Tuesday, April 29, 2008

Dear Sister:

What can I say? It’s been too hard, these past nine months. Far harder than necessary or reasonable. We are both burned out and now find we don’t fit into one box where we must operate.

We each have dreams, responsibilities and duties. I’m leaving too much to you right now. I don’t feel good about it, but now the busy month has come and I must march through the processes which lie there. I promise, at the other end of the month, to find my way back to the responsibilities I share with you.

There has always been something fundamentally askew, akimbo, out-of-kilter in our family. Some cruel streak that makes us fight hard and not find our way back to each other. This has caused us all trouble in the world: Mom, in her disastrous relations with everyone; you, in your serial dysfunctional work situations; me, in my mixing it up with some I should be natural allies with. A family curse handed down generationally.

What I don’t share is the cognitive disorder piece. I do share the emotional fragility piece, and the skill and willingness to fight for a little while when I find myself in dicey situations. But I no longer have the stomach for it. The first whiff of conflict and I want to flee. No winners and losers, just flight. I make the decision again and again to take flight; to lick my wounds; to try to find my way back to strength and clarity. To avoid opportunities for fresh hurt.

I think it’s the 20 years of RC I churned through. I think it’s two decades of discharge on all the pain. I no longer participate in the practice of RC, but I love that it’s stamped me, changed me, permanently. I don’t quite go back to the time before.

The time before... where I see my family members... When I was on the RC journey, I tried so hard to share the good I was getting from it. It was seen as more of my flakery. In truth, I see the connections between things others try not to see and call flakey. But RC and other practices were wise stuff. I never wanted the religiosity, the ceremony... but I wanted to change. And so my perspective is no longer what my family wanted it to be. I escaped.

I walk through a war-torn territory that is my family’s history. They are rooted to it and function out of it. They so carefully set up their controlled territories. Some want deathly quiet and mucho television to numb on. Some want to be entertained. Some want to feign independence while forcing others to do their bidding.

Yi yi yi... and I am nowhere near perfection, myself. But I am a little happier and a little closer to living my dreams. And, coming from where I come from, that’s something.

Wednesday, April 09, 2008

Supernova

The last years before my father's stroke, he burned so brightly we could hardly look at him. He expanded, increased velocity, heated up, inflamed the landscape. He lost his radar for how he affected others, in his zeal to share all the things that were churning through him.

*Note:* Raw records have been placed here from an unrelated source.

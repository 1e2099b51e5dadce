use std::net::{IpAddr, Ipv6Addr};
use std::str::FromStr;
use std::time::{Duration, Instant};

use chrono::{NaiveDate, NaiveTime, TimeZone, Utc};
use docwire_core::{
    pattern, BigDecimal, BigInt, Blob, CalendarDuration, ObjectId, Uuid, Value, ValueKind, Vector,
};
use docwire_serdes::{
    json_to_value, CodecOutput, Error, FnCodec, NumberPolicy, NumberRepr, SerDes, SerDesConfig, SerDesOptions,
    VectorEncoding,
};
use serde_json::json;

fn rich_document() -> Value {
    let owner: Value = [
        ("id", Value::Uuid(Uuid::new_v4())),
        ("ref", Value::ObjectId(ObjectId::new())),
        ("born", Value::Date(NaiveDate::from_ymd_opt(1815, 12, 10).unwrap())),
        (
            "lastSeen",
            Value::Timestamp(Utc.with_ymd_and_hms(2024, 5, 1, 9, 0, 0).unwrap()),
        ),
    ]
    .into_iter()
    .collect();

    [
        ("owner", owner),
        ("opens", Value::Time(NaiveTime::from_hms_milli_opt(9, 30, 0, 250).unwrap())),
        (
            "lease",
            Value::Duration(CalendarDuration::new(12, 0, 0).unwrap()),
        ),
        ("host", Value::Inet(IpAddr::V6(Ipv6Addr::LOCALHOST))),
        ("photo", Value::Blob(Blob::from(vec![0x89u8, b'P', b'N', b'G']))),
        ("embedding", Value::Vector(Vector::new(vec![0.25, -1.0, 3.5]))),
        ("tags", Value::Set(vec![Value::from("fast"), Value::from("red")])),
    ]
    .into_iter()
    .collect()
}

#[test]
fn test_rich_scalars_round_trip_through_a_body() {
    let serdes = SerDes::default();
    let mut document = rich_document();
    let original = document.clone();

    let body = serdes.serialize_to_body(&mut document).unwrap();
    assert_eq!(document, original);

    let back = serdes.deserialize_body(&body).unwrap();

    // Sets come back as arrays; everything else is exact.
    let mut expected = original;
    expected
        .set(
            &docwire_core::path!("tags"),
            Value::from(vec!["fast", "red"]),
        )
        .unwrap();
    assert_eq!(back, expected);
}

#[test]
fn test_wire_shapes() {
    let serdes = SerDes::default();
    let mut document: Value = [
        ("when", Value::Timestamp(Utc.timestamp_millis_opt(1_000).unwrap())),
        ("lease", Value::Duration(CalendarDuration::parse("1y2mo3d").unwrap())),
        ("photo", Value::Blob(Blob::from(vec![1u8, 2, 3]))),
        ("embedding", Value::Vector(Vector::new(vec![1.0, 2.0]))),
        ("host", Value::Inet("10.0.0.1".parse().unwrap())),
    ]
    .into_iter()
    .collect();

    let wire = serdes.serialize_to_json(&mut document).unwrap();
    assert_eq!(
        wire,
        json!({
            "when": {"$date": 1000},
            "lease": {"$duration": "1y2mo3d"},
            "photo": {"$binary": "AQID"},
            "embedding": {"$vector": [1.0, 2.0]},
            "host": {"$inet": "10.0.0.1"}
        })
    );
}

#[test]
fn test_binary_vectors_from_options() {
    let options: SerDesOptions =
        serde_json::from_value(json!({"vector_encoding": "binary"})).unwrap();
    let serdes = SerDes::new(
        SerDesConfig::builder()
            .apply_options(&options)
            .unwrap()
            .build(),
    );

    let mut document: Value = [("v", Value::Vector(Vector::new(vec![1.0])))]
        .into_iter()
        .collect();
    let wire = serdes.serialize_to_json(&mut document).unwrap();
    assert_eq!(wire, json!({"v": {"$vector": "P4AAAA=="}}));
    assert_eq!(serdes.deserialize_json(wire).unwrap(), document);
}

#[test]
fn test_tags_are_only_recognized_alone() {
    let serdes = SerDes::default();
    let wire = json!({
        "lookalike": {"$uuid": "00000000-0000-0000-0000-000000000000", "note": "x"},
        "plain": {"uuid": "00000000-0000-0000-0000-000000000000"}
    });
    let back = serdes.deserialize_json(wire.clone()).unwrap();
    assert_eq!(back, json_to_value(wire));
}

#[test]
fn test_malformed_tagged_payload_reports_its_path() {
    let serdes = SerDes::default();
    let err = serdes
        .deserialize_body(br#"{"owners": [{"id": {"$objectId": "not-hex"}}]}"#)
        .unwrap_err();
    match err {
        Error::InvalidWireValue { path, .. } => assert_eq!(path.to_string(), "owners.0.id"),
        other => panic!("expected invalid wire value, got {:?}", other),
    }
}

#[test]
fn test_invalid_json_body() {
    let err = SerDes::default().deserialize_body(b"{\"a\":").unwrap_err();
    assert!(matches!(err, Error::Json(_)));
}

#[test]
fn test_number_policy_per_path() {
    let policy = NumberPolicy::per_path(NumberRepr::Number)
        .with(pattern!("id"), NumberRepr::String)
        .with(pattern!("balance"), NumberRepr::Decimal)
        .with(pattern!("items.*.qty"), NumberRepr::BigInt);
    let serdes = SerDes::new(SerDesConfig::builder().numbers(policy).build());

    let body = br#"{"id": 9007199254740993, "balance": 10.10, "items": [{"qty": 2}], "ratio": 0.5}"#;
    let back = serdes.deserialize_body(body).unwrap();

    let map = back.as_map().unwrap();
    assert_eq!(map["id"], Value::from("9007199254740993"));
    assert_eq!(
        map["balance"],
        Value::Decimal(BigDecimal::from_str("10.10").unwrap())
    );
    assert_eq!(
        back.get(&docwire_core::path!("items.0.qty")),
        Some(&Value::BigInt(BigInt::from(2)))
    );
    assert_eq!(map["ratio"], Value::Float(0.5));
}

#[test]
fn test_number_or_string_keeps_unsafe_numbers_as_text() {
    let serdes = SerDes::new(
        SerDesConfig::builder()
            .numbers(NumberRepr::NumberOrString)
            .build(),
    );
    let back = serdes
        .deserialize_body(br#"[1, 2.5, 123456789012345678901234567890]"#)
        .unwrap();
    assert_eq!(
        back,
        Value::from(vec![
            Value::Integer(1),
            Value::Float(2.5),
            Value::from("123456789012345678901234567890"),
        ])
    );
}

#[test]
fn test_fractional_number_under_bigint_policy() {
    let serdes = SerDes::new(SerDesConfig::builder().numbers(NumberRepr::BigInt).build());
    let err = serdes.deserialize_body(br#"{"n": 1.5}"#).unwrap_err();
    assert!(matches!(err, Error::InvalidWireValue { ref path, .. } if path.to_string() == "n"));
}

#[test]
fn test_callback_policy_sees_application_paths() {
    let options: SerDesOptions = serde_json::from_value(json!({"key_case": "snake_case"})).unwrap();
    let serdes = SerDes::new(
        SerDesConfig::builder()
            .apply_options(&options)
            .unwrap()
            .numbers(NumberPolicy::callback(|path| {
                if path.last_key() == Some("accountId") {
                    NumberRepr::String
                } else {
                    NumberRepr::Number
                }
            }))
            .build(),
    );

    let back = serdes
        .deserialize_body(br#"{"account_id": 42, "age": 42}"#)
        .unwrap();
    assert_eq!(back, json_to_value(json!({"accountId": "42", "age": 42})));
}

#[test]
fn test_big_numbers_serialize_exactly() {
    let serdes = SerDes::default();
    let mut document: Value = [
        ("big", Value::BigInt(BigInt::from_str("123456789012345678901234567890").unwrap())),
        ("dec", Value::Decimal(BigDecimal::from_str("0.1000000000000000000001").unwrap())),
    ]
    .into_iter()
    .collect();

    let body = serdes.serialize_to_body(&mut document).unwrap();
    assert_eq!(
        std::str::from_utf8(&body).unwrap(),
        r#"{"big":123456789012345678901234567890,"dec":0.1000000000000000000001}"#
    );
}

#[test]
fn test_serialize_to_json_honors_mutate_in_place() {
    let serdes = SerDes::new(SerDesConfig::builder().mutate_in_place(true).build());
    let mut document: Value = [("id", Value::Uuid(Uuid::nil()))].into_iter().collect();

    let wire = serdes.serialize_to_json(&mut document).unwrap();
    assert_eq!(document, json_to_value(wire));
    assert_eq!(
        document.get(&docwire_core::path!("id")).map(Value::kind),
        Some(ValueKind::Map)
    );
}

#[test]
fn test_vector_encoding_default_is_array() {
    assert_eq!(VectorEncoding::default(), VectorEncoding::Array);
}

#[test]
fn test_huge_exponents_are_decided_without_expansion() {
    let body = b"[1e10000000]";
    let started = Instant::now();

    let err = SerDes::default().deserialize_body(body).unwrap_err();
    assert!(matches!(err, Error::InvalidWireValue { ref path, .. } if path.to_string() == "0"));

    let as_decimal = SerDes::new(SerDesConfig::builder().numbers(NumberRepr::Decimal).build())
        .deserialize_body(body)
        .unwrap();
    match as_decimal.get(&docwire_core::path!("0")) {
        Some(Value::Decimal(d)) => {
            assert_eq!(d.as_bigint_and_exponent(), (BigInt::from(1), -10_000_000));
        }
        other => panic!("expected a decimal, got {:?}", other),
    }

    let as_text = SerDes::new(
        SerDesConfig::builder()
            .numbers(NumberRepr::NumberOrString)
            .build(),
    )
    .deserialize_body(body)
    .unwrap();
    assert_eq!(as_text, Value::from(vec!["1e10000000"]));

    assert!(started.elapsed() < Duration::from_secs(5));
}

#[test]
fn test_snake_case_option_refuses_keys_it_cannot_restore() {
    let options: SerDesOptions = serde_json::from_value(json!({"key_case": "snake_case"})).unwrap();
    let serdes = SerDes::new(
        SerDesConfig::builder()
            .apply_options(&options)
            .unwrap()
            .build(),
    );

    let mut document = json_to_value(json!({"Name": 1, "snakeKey": 2}));
    let body = serdes.serialize_to_body(&mut document).unwrap();
    assert_eq!(body.as_ref(), br#"{"Name":1,"snake_key":2}"#);
    assert_eq!(serdes.deserialize_body(&body).unwrap(), document);

    let mut document = json_to_value(json!({"Name": 1, "snake_key": 2}));
    let err = serdes.serialize_to_body(&mut document).unwrap_err();
    assert!(matches!(err, Error::IrreversibleKey { ref key, .. } if key == "snake_key"));
}

#[test]
fn test_tag_rules_see_tagged_objects_on_deserialize() {
    // Kind rules see the decoded value when serializing; tag rules see the
    // wire object when deserializing.
    let config = SerDesConfig::builder()
        .codec(FnCodec::for_kind(ValueKind::Uuid).on_serialize(|v, _| match v {
            Value::Uuid(u) => Ok(CodecOutput::done(u.simple().to_string())),
            _ => Ok(CodecOutput::nevermind()),
        }))
        .codec(FnCodec::for_tag("$uuid").on_deserialize(|v, _| {
            let text = v
                .as_map()
                .and_then(|m| m.get("$uuid"))
                .and_then(Value::as_str)
                .ok_or("tagged uuid without text")?;
            Ok(CodecOutput::done(Value::from(format!("uuid:{}", text))))
        }))
        .build();
    let serdes = SerDes::new(config);

    let mut document: Value = [("id", Value::Uuid(Uuid::nil()))].into_iter().collect();
    let wire = serdes.serialize_to_json(&mut document).unwrap();
    assert_eq!(wire, json!({"id": "00000000000000000000000000000000"}));

    let back = serdes
        .deserialize_json(json!({"id": {"$uuid": "00000000-0000-0000-0000-000000000000"}}))
        .unwrap();
    assert_eq!(
        back,
        json_to_value(json!({"id": "uuid:00000000-0000-0000-0000-000000000000"}))
    );
}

He was always a spiritual being and he read deeply on Christianity and spirit. Never a fundamentalist, nor a biblical literalist, he was nevertheless full of love and energy for the message of Christ. Eager to see God when this life was over.

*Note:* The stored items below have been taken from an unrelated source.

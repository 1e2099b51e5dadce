//! Codecs: path- or type-scoped customization of (de)serialization.
//!
//! A codec pairs a [`MatchRule`] with a serialize and a deserialize
//! function. At every node the engine runs the codecs whose rule matches, in
//! priority order, and each one answers with a [`ControlSignal`].

use std::fmt;
use std::sync::Arc;

use docwire_core::{Path, PathPattern, Value, ValueKind};

use crate::context::SerDesContext;

/// Error type codec functions may fail with.
pub type CodecError = Box<dyn std::error::Error + Send + Sync>;

/// What the engine should do after a codec ran.
#[derive(Clone, Copy, Debug, PartialEq, Eq)]
pub enum ControlSignal {
    /// The codec does not apply; try the next one with the value unchanged.
    Nevermind,
    /// Keep going: try the remaining codecs (with the returned value, if
    /// any), then descend into the value if it is a container.
    Continue,
    /// The returned value is final: no more codecs, no descent.
    Done,
}

/// A codec's answer: a signal plus an optional replacement value.
///
/// `Done` requires a value and `Nevermind` forbids one; the engine reports
/// anything else as a contract violation.
#[derive(Clone, Debug, PartialEq)]
pub struct CodecOutput {
    pub signal: ControlSignal,
    pub value: Option<Value>,
}

impl CodecOutput {
    pub fn nevermind() -> Self {
        CodecOutput {
            signal: ControlSignal::Nevermind,
            value: None,
        }
    }

    /// Continue with the value unchanged.
    pub fn keep() -> Self {
        CodecOutput {
            signal: ControlSignal::Continue,
            value: None,
        }
    }

    /// Continue with a replacement value.
    pub fn replace(value: impl Into<Value>) -> Self {
        CodecOutput {
            signal: ControlSignal::Continue,
            value: Some(value.into()),
        }
    }

    pub fn done(value: impl Into<Value>) -> Self {
        CodecOutput {
            signal: ControlSignal::Done,
            value: Some(value.into()),
        }
    }
}

/// Which of the three priority classes a rule belongs to.
///
/// The engine tries path codecs, then type codecs, then wildcards.
#[derive(Clone, Copy, Debug, PartialEq, Eq, PartialOrd, Ord, Hash)]
pub enum PriorityClass {
    Path,
    Type,
    Wildcard,
}

/// Predicate used by [`MatchRule::Guard`].
pub type Guard = Arc<dyn Fn(&Value) -> bool + Send + Sync>;

/// Where a codec applies.
#[derive(Clone)]
pub enum MatchRule {
    /// Nodes whose path matches the pattern.
    Path(PathPattern),
    /// Nodes whose last path segment is this map key, at any depth.
    Name(String),
    /// Values of this kind.
    ///
    /// Deserialize codecs see the wire shape, so a tagged rich scalar is
    /// still a `Map` when they run; match it with [`MatchRule::Tag`].
    Kind(ValueKind),
    /// Tagged wire objects: single-key maps whose key is this tag, such as
    /// `{"$uuid": "..."}`.
    Tag(String),
    /// Custom values with this type name.
    CustomType(String),
    /// Values the predicate accepts.
    Guard(Guard),
    /// The document root only.
    Root,
    /// Every node.
    Any,
}

impl MatchRule {
    pub fn class(&self) -> PriorityClass {
        match self {
            MatchRule::Path(_) | MatchRule::Name(_) => PriorityClass::Path,
            MatchRule::Kind(_)
            | MatchRule::Tag(_)
            | MatchRule::CustomType(_)
            | MatchRule::Guard(_) => PriorityClass::Type,
            MatchRule::Root | MatchRule::Any => PriorityClass::Wildcard,
        }
    }

    pub fn matches(&self, path: &Path, value: &Value) -> bool {
        match self {
            MatchRule::Path(pattern) => pattern.matches(path),
            MatchRule::Name(name) => path.last_key() == Some(name.as_str()),
            MatchRule::Kind(kind) => value.kind() == *kind,
            MatchRule::Tag(tag) => {
                matches!(value, Value::Map(map) if map.len() == 1 && map.contains_key(tag.as_str()))
            }
            MatchRule::CustomType(name) => {
                matches!(value, Value::Custom(c) if c.type_name() == name)
            }
            MatchRule::Guard(guard) => guard(value),
            MatchRule::Root => path.is_empty(),
            MatchRule::Any => true,
        }
    }
}

impl fmt::Debug for MatchRule {
    fn fmt(&self, f: &mut fmt::Formatter<'_>) -> fmt::Result {
        match self {
            MatchRule::Path(p) => write!(f, "Path({})", p),
            MatchRule::Name(n) => write!(f, "Name({})", n),
            MatchRule::Kind(k) => write!(f, "Kind({})", k),
            MatchRule::Tag(t) => write!(f, "Tag({})", t),
            MatchRule::CustomType(t) => write!(f, "CustomType({})", t),
            MatchRule::Guard(_) => f.write_str("Guard"),
            MatchRule::Root => f.write_str("Root"),
            MatchRule::Any => f.write_str("Any"),
        }
    }
}

/// A unit of serialization customization.
///
/// Both directions default to [`CodecOutput::nevermind`], so a codec only
/// implements the side it cares about.
///
/// # Example
///
/// ```rust
/// use docwire_core::{Value, ValueKind};
/// use docwire_serdes::{Codec, CodecError, CodecOutput, MatchRule, SerDesContext};
///
/// /// Sends durations as whole seconds.
/// struct DurationAsSeconds(MatchRule);
///
/// impl Codec for DurationAsSeconds {
///     fn rule(&self) -> &MatchRule {
///         &self.0
///     }
///
///     fn serialize(&self, value: &Value, _ctx: &SerDesContext<'_>) -> Result<CodecOutput, CodecError> {
///         match value {
///             Value::Duration(d) => Ok(CodecOutput::done(d.nanoseconds() / 1_000_000_000)),
///             _ => Ok(CodecOutput::nevermind()),
///         }
///     }
/// }
///
/// let codec = DurationAsSeconds(MatchRule::Kind(ValueKind::Duration));
/// assert_eq!(codec.rule().class(), docwire_serdes::PriorityClass::Type);
/// ```
pub trait Codec: Send + Sync {
    fn rule(&self) -> &MatchRule;

    /// Name used in logs and errors.
    fn name(&self) -> &str {
        std::any::type_name::<Self>()
    }

    fn serialize(&self, value: &Value, ctx: &SerDesContext<'_>) -> Result<CodecOutput, CodecError> {
        let _ = (value, ctx);
        Ok(CodecOutput::nevermind())
    }

    fn deserialize(
        &self,
        value: &Value,
        ctx: &SerDesContext<'_>,
    ) -> Result<CodecOutput, CodecError> {
        let _ = (value, ctx);
        Ok(CodecOutput::nevermind())
    }
}

type CodecFn =
    Arc<dyn Fn(&Value, &SerDesContext<'_>) -> Result<CodecOutput, CodecError> + Send + Sync>;

/// A codec assembled from closures.
///
/// ```rust
/// use docwire_core::{pattern, Value};
/// use docwire_serdes::{CodecOutput, FnCodec};
///
/// let upper = FnCodec::for_path(pattern!("name"))
///     .named("upper-name")
///     .on_serialize(|value, _ctx| match value {
///         Value::String(s) => Ok(CodecOutput::done(s.to_uppercase())),
///         _ => Ok(CodecOutput::nevermind()),
///     });
/// # let _ = upper;
/// ```
#[derive(Clone)]
pub struct FnCodec {
    name: String,
    rule: MatchRule,
    serialize: Option<CodecFn>,
    deserialize: Option<CodecFn>,
}

impl FnCodec {
    pub fn new(rule: MatchRule) -> Self {
        FnCodec {
            name: format!("{:?}", rule),
            rule,
            serialize: None,
            deserialize: None,
        }
    }

    pub fn for_path(pattern: PathPattern) -> Self {
        Self::new(MatchRule::Path(pattern))
    }

    pub fn for_name(name: impl Into<String>) -> Self {
        Self::new(MatchRule::Name(name.into()))
    }

    pub fn for_kind(kind: ValueKind) -> Self {
        Self::new(MatchRule::Kind(kind))
    }

    pub fn for_tag(tag: impl Into<String>) -> Self {
        Self::new(MatchRule::Tag(tag.into()))
    }

    pub fn for_custom_type(type_name: impl Into<String>) -> Self {
        Self::new(MatchRule::CustomType(type_name.into()))
    }

    pub fn for_guard(guard: impl Fn(&Value) -> bool + Send + Sync + 'static) -> Self {
        Self::new(MatchRule::Guard(Arc::new(guard)))
    }

    pub fn for_root() -> Self {
        Self::new(MatchRule::Root)
    }

    pub fn for_any() -> Self {
        Self::new(MatchRule::Any)
    }

    #[must_use]
    pub fn named(mut self, name: impl Into<String>) -> Self {
        self.name = name.into();
        self
    }

    #[must_use]
    pub fn on_serialize<F>(mut self, f: F) -> Self
    where
        F: Fn(&Value, &SerDesContext<'_>) -> Result<CodecOutput, CodecError>
            + Send
            + Sync
            + 'static,
    {
        self.serialize = Some(Arc::new(f));
        self
    }

    #[must_use]
    pub fn on_deserialize<F>(mut self, f: F) -> Self
    where
        F: Fn(&Value, &SerDesContext<'_>) -> Result<CodecOutput, CodecError>
            + Send
            + Sync
            + 'static,
    {
        self.deserialize = Some(Arc::new(f));
        self
    }
}

impl Codec for FnCodec {
    fn rule(&self) -> &MatchRule {
        &self.rule
    }

    fn name(&self) -> &str {
        &self.name
    }

    fn serialize(&self, value: &Value, ctx: &SerDesContext<'_>) -> Result<CodecOutput, CodecError> {
        match &self.serialize {
            Some(f) => f(value, ctx),
            None => Ok(CodecOutput::nevermind()),
        }
    }

    fn deserialize(
        &self,
        value: &Value,
        ctx: &SerDesContext<'_>,
    ) -> Result<CodecOutput, CodecError> {
        match &self.deserialize {
            Some(f) => f(value, ctx),
            None => Ok(CodecOutput::nevermind()),
        }
    }
}

impl fmt::Debug for FnCodec {
    fn fmt(&self, f: &mut fmt::Formatter<'_>) -> fmt::Result {
        f.debug_struct("FnCodec")
            .field("name", &self.name)
            .field("rule", &self.rule)
            .field("serialize", &self.serialize.is_some())
            .field("deserialize", &self.deserialize.is_some())
            .finish()
    }
}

His invisible stroke a year ago, disappeared the man we knew. He morphed into a new form, one absent of spiritual questing and intellectual curiosity. A man who always had at least five books going at once now does not read. He read his last book, a Christmas present from my sister, Treasure Island, in January. Then he watched the movie. And he was done.

I try to offer him his beloved poetry and opera, offer to acquire any artistic/cultural thing he might enjoy. He tells me he's 'content.' I ask him what that means and he says, 'a simple existence.' And when I ask him what that means, he says, 'I cannot express it.'

I pray this means he's reached nirvana, a state of zen. The state of grace the religions promise, but which we never really see on earth. He's been stripped of most of the human things: the trouble-making, the provocative. Sometimes he has a day when he's playful. My mother insists he's improving.

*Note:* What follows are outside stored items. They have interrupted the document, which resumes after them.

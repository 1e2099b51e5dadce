use base64::Engine;
use bytes::Bytes;

use super::TypeError;

/// Opaque binary data.
///
/// Accepts raw bytes, a base64 string or a [`Bytes`] buffer; the wire form
/// is always standard, padded base64.
#[derive(Clone, Debug, Default, Hash, PartialEq, Eq)]
pub struct Blob(Bytes);

impl Blob {
    /// Decode a standard base64 string.
    pub fn from_base64(encoded: &str) -> Result<Self, TypeError> {
        base64::engine::general_purpose::STANDARD
            .decode(encoded)
            .map(|bytes| Blob(Bytes::from(bytes)))
            .map_err(|e| TypeError::Base64(e.to_string()))
    }

    pub fn to_base64(&self) -> String {
        base64::engine::general_purpose::STANDARD.encode(&self.0)
    }

    pub fn as_bytes(&self) -> &[u8] {
        &self.0
    }

    pub fn len(&self) -> usize {
        self.0.len()
    }

    pub fn is_empty(&self) -> bool {
        self.0.is_empty()
    }

    /// The underlying buffer, without copying.
    pub fn into_bytes(self) -> Bytes {
        self.0
    }
}

impl From<Vec<u8>> for Blob {
    fn from(v: Vec<u8>) -> Self {
        Blob(Bytes::from(v))
    }
}

impl From<&[u8]> for Blob {
    fn from(v: &[u8]) -> Self {
        Blob(Bytes::copy_from_slice(v))
    }
}

impl From<Bytes> for Blob {
    fn from(v: Bytes) -> Self {
        Blob(v)
    }
}

impl AsRef<[u8]> for Blob {
    fn as_ref(&self) -> &[u8] {
        &self.0
    }
}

But sometimes to me he is the living dead, so far from the man I've been close to my whole life that I don't know him. Just a nursing home patient I help to take care of. I cart him to doctors. Sometimes out to dinner. I wonder when to start pushing for a wheelchair, as I pushed for the walker. He quit falling when he got that.

Every day I have to remember to say goodbye. In my memories, there's a huge population of those I've said goodbye to. All my childhood homes have been torn down. My grandparents gone. Uncles gone. What I have is today. Just today.